Response: This vignette illustrates the idea that specific focus on the doctor-patient relationship is unnecessary because it is not "real medicine." In fact, the quality of our interactions with patients provides the foundation for everything we try to accomplish as caregivers. Studies show that patient satisfaction with care, adherence to recommended treatment, and clinical outcomes themselves all depend upon physician-patient communication.
The doctor-patient relationship is enormously complicated. Both physicians and patients bring multiple contextual factors--age, gender, sexual orientation, culture/ethnicity, spirituality/religion, socioeconomic class, and language/literacy--to each encounter. We have numerous responsibilities: creating an atmosphere of safety and trust; negotiating a consensual agenda for the visit; obtaining a comprehensive history that often includes sensitive information; providing culturally relevant counseling; and formulating a mutually agreeable plan of care. We have to learn to balance our wish to be warm, caring, and connected with our need to maintain professional distance in the face of hearing intimate details about patients' lives and performing physical examinations that breach usual social boundaries. We must also develop the capacity to set limits with difficult patients, to deliver bad news, and to cope with the death of patients.
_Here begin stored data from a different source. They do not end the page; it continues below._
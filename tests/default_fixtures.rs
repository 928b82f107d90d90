//! Integration tests for the `default` and `ties` fixture sets.
//!
//! Every test evaluates at 2024-06-01T12:00:00Z, when `FLAT100`, `PREMIUM20`,
//! `WELCOME10`, `ELECTRO15`, `LOYAL5` and `FIRSTBUY` are live, `EXPIRED50` has
//! lapsed and `PAUSED25` is switched off.

use jiff::Timestamp;
use rust_decimal::dec;
use testresult::TestResult;

use coupons::{
    coupons::eligibility::EligibilityCheck,
    fixtures::Fixture,
    selection::{Outcome, explain, find_best_coupon},
};

fn now() -> TestResult<Timestamp> {
    Ok("2024-06-01T12:00:00Z".parse()?)
}

#[test]
fn flat_coupon_wins_for_silver_user_with_standard_cart() -> TestResult {
    let fixture = Fixture::from_set("default")?;
    let request = fixture.request("silver", "standard")?;

    let result = find_best_coupon(now()?, fixture.catalog(), fixture.ledger(), &request)?
        .ok_or("expected a coupon")?;

    assert_eq!(result.coupon.code, "FLAT100");
    assert_eq!(result.discount_amount, dec!(100));
    assert_eq!(result.final_amount, dec!(1100));

    Ok(())
}

#[test]
fn premium_coupon_is_capped_for_platinum_user() -> TestResult {
    let fixture = Fixture::from_set("default")?;
    let request = fixture.request("platinum", "big")?;

    let result = find_best_coupon(now()?, fixture.catalog(), fixture.ledger(), &request)?
        .ok_or("expected a coupon")?;

    assert_eq!(result.coupon.code, "PREMIUM20");
    assert_eq!(result.discount_amount, dec!(1000));
    assert_eq!(result.final_amount, dec!(9000));

    Ok(())
}

#[test]
fn premium_coupon_is_ineligible_for_silver_tier() -> TestResult {
    let fixture = Fixture::from_set("default")?;
    let request = fixture.request("silver", "big")?;
    let usage = fixture.ledger().counts_for(&request.user.user_id);

    let verdicts = explain(
        now()?,
        fixture.catalog().active(),
        &usage,
        &request.user,
        &request.cart,
    );

    let premium = verdicts
        .iter()
        .find(|verdict| verdict.code == "PREMIUM20")
        .ok_or("missing PREMIUM20 verdict")?;

    assert_eq!(
        premium.outcome,
        Outcome::Ineligible(EligibilityCheck::UserTier)
    );

    Ok(())
}

#[test]
fn exhausted_usage_leaves_no_coupon() -> TestResult {
    let fixture = Fixture::from_set("default")?;
    let request = fixture.request("returning", "small")?;

    let result = find_best_coupon(now()?, fixture.catalog(), fixture.ledger(), &request)?;

    assert!(result.is_none());

    Ok(())
}

#[test]
fn newcomer_gets_first_order_coupon() -> TestResult {
    let fixture = Fixture::from_set("default")?;
    let request = fixture.request("newcomer", "small")?;

    let result = find_best_coupon(now()?, fixture.catalog(), fixture.ledger(), &request)?
        .ok_or("expected a coupon")?;

    assert_eq!(result.coupon.code, "FIRSTBUY");
    assert_eq!(result.discount_amount, dec!(15));
    assert_eq!(result.final_amount, dec!(35));

    Ok(())
}

#[test]
fn explain_reports_first_failed_check_for_each_coupon() -> TestResult {
    let fixture = Fixture::from_set("default")?;
    let request = fixture.request("returning", "gifts")?;
    let usage = fixture.ledger().counts_for(&request.user.user_id);

    let verdicts = explain(
        now()?,
        fixture.catalog().active(),
        &usage,
        &request.user,
        &request.cart,
    );

    let outcomes: Vec<(&str, Outcome)> = verdicts
        .iter()
        .map(|verdict| (verdict.code.as_str(), verdict.outcome))
        .collect();

    assert_eq!(
        outcomes,
        vec![
            ("FLAT100", Outcome::Ineligible(EligibilityCheck::CartValue)),
            ("PREMIUM20", Outcome::Ineligible(EligibilityCheck::UserTier)),
            ("WELCOME10", Outcome::Ineligible(EligibilityCheck::UsageLimit)),
            ("ELECTRO15", Outcome::Ineligible(EligibilityCheck::Categories)),
            ("LOYAL5", Outcome::Ineligible(EligibilityCheck::OrdersPlaced)),
            ("FIRSTBUY", Outcome::Ineligible(EligibilityCheck::FirstOrder)),
            ("EXPIRED50", Outcome::Ineligible(EligibilityCheck::DateRange)),
        ]
    );

    Ok(())
}

#[test]
fn inactive_and_expired_coupons_are_never_candidates() -> TestResult {
    let fixture = Fixture::from_set("default")?;

    let codes: Vec<&str> = fixture
        .catalog()
        .candidates(now()?)
        .map(|(_, coupon)| coupon.code.as_str())
        .collect();

    assert!(!codes.contains(&"PAUSED25"));
    assert!(!codes.contains(&"EXPIRED50"));
    assert_eq!(codes.len(), 6);

    Ok(())
}

#[test]
fn equal_discounts_and_expiry_fall_back_to_code_order() -> TestResult {
    let fixture = Fixture::from_set("ties")?;
    let request = fixture.request("anyone", "standard")?;

    let result = find_best_coupon(now()?, fixture.catalog(), fixture.ledger(), &request)?
        .ok_or("expected a coupon")?;

    assert_eq!(result.coupon.code, "AAA10");
    assert_eq!(result.discount_amount, dec!(100));
    assert_eq!(result.final_amount, dec!(1100));

    Ok(())
}
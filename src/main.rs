//! Coupon selection command line
//!
//! Loads a fixture set and selects, lists or explains coupons for a user's cart.

use std::{
    io::{self, Write},
    path::Path,
    process,
    time::Instant,
};

use anyhow::Result;
use humanize_duration::{Truncate, prelude::DurationExt};
use jiff::Timestamp;
use rusty_money::iso;
use tracing::info;

use coupons::{
    config::{Command, Config, EvaluationArgs, OutputFormat},
    fixtures::Fixture,
    observability::init_logging,
    receipt::{SelectionReceipt, write_coupons, write_verdicts},
    selection::{explain, find_best_coupon},
};

fn main() -> Result<()> {
    let config = Config::load().unwrap_or_else(|e| e.exit());

    if let Err(error) = init_logging(&config.logging) {
        #[expect(
            clippy::print_stderr,
            reason = "logging not initialized, must use eprintln for setup errors"
        )]
        {
            eprintln!("Logging error: {error}");
        }

        #[expect(clippy::exit, reason = "nothing to run without a subscriber")]
        process::exit(1);
    }

    let stdout = io::stdout();
    let mut handle = stdout.lock();

    match config.command {
        Command::Best { evaluation, format } => {
            let fixture = Fixture::from_set_in(&evaluation.set, &config.fixtures_dir)?;
            let request = fixture.request(&evaluation.user, &evaluation.cart)?;
            let now = evaluation.now.unwrap_or_else(Timestamp::now);

            let start = Instant::now();
            let selection = find_best_coupon(now, fixture.catalog(), fixture.ledger(), &request)?;
            let elapsed = start.elapsed();

            info!(
                user = %evaluation.user,
                cart = %evaluation.cart,
                selected = ?selection.as_ref().map(|result| &result.coupon.code),
                "best coupon evaluated"
            );

            let receipt = SelectionReceipt::new(
                request.cart.value(),
                selection.as_ref(),
                fixture.currency().unwrap_or(iso::GBP),
            );

            match format {
                OutputFormat::Json => receipt.write_json(&mut handle)?,
                OutputFormat::Table => {
                    receipt.write_to(&mut handle)?;

                    writeln!(
                        handle,
                        " {} ({}s)",
                        elapsed.human(Truncate::Nano),
                        elapsed.as_secs_f32()
                    )?;
                }
            }
        }
        Command::List { set } => {
            let fixture = Fixture::from_set_in(&set, &config.fixtures_dir)?;
            let coupons = fixture.catalog().newest_active().map(|(_, coupon)| coupon);

            write_coupons(
                &mut handle,
                coupons,
                fixture.currency().unwrap_or(iso::GBP),
            )?;
        }
        Command::Explain { evaluation } => {
            run_explain(&mut handle, &config.fixtures_dir, &evaluation)?;
        }
    }

    Ok(())
}

fn run_explain(
    out: &mut impl Write,
    fixtures_dir: &Path,
    evaluation: &EvaluationArgs,
) -> Result<()> {
    let fixture = Fixture::from_set_in(&evaluation.set, fixtures_dir)?;
    let request = fixture.request(&evaluation.user, &evaluation.cart)?;
    request.validate()?;

    let now = evaluation.now.unwrap_or_else(Timestamp::now);
    let usage = fixture.ledger().counts_for(&request.user.user_id);

    let verdicts = explain(
        now,
        fixture.catalog().active(),
        &usage,
        &request.user,
        &request.cart,
    );

    write_verdicts(out, &verdicts, fixture.currency().unwrap_or(iso::GBP))?;

    Ok(())
}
Last but not least, we are forced to attempt all of this under serious time constraints.
It is not surprising that we often prefer action-oriented tasks, such as those found on the wards during the transitions from Year II to Year III and from Year IV to internship. No wonder we are tempted to ridicule, and thereby distance ourselves, from emotionally difficult challenges. However, we will grow and succeed as empathic clinicians only if we make a lifelong commitment to give our doctor-patient interactions the attention they deserve.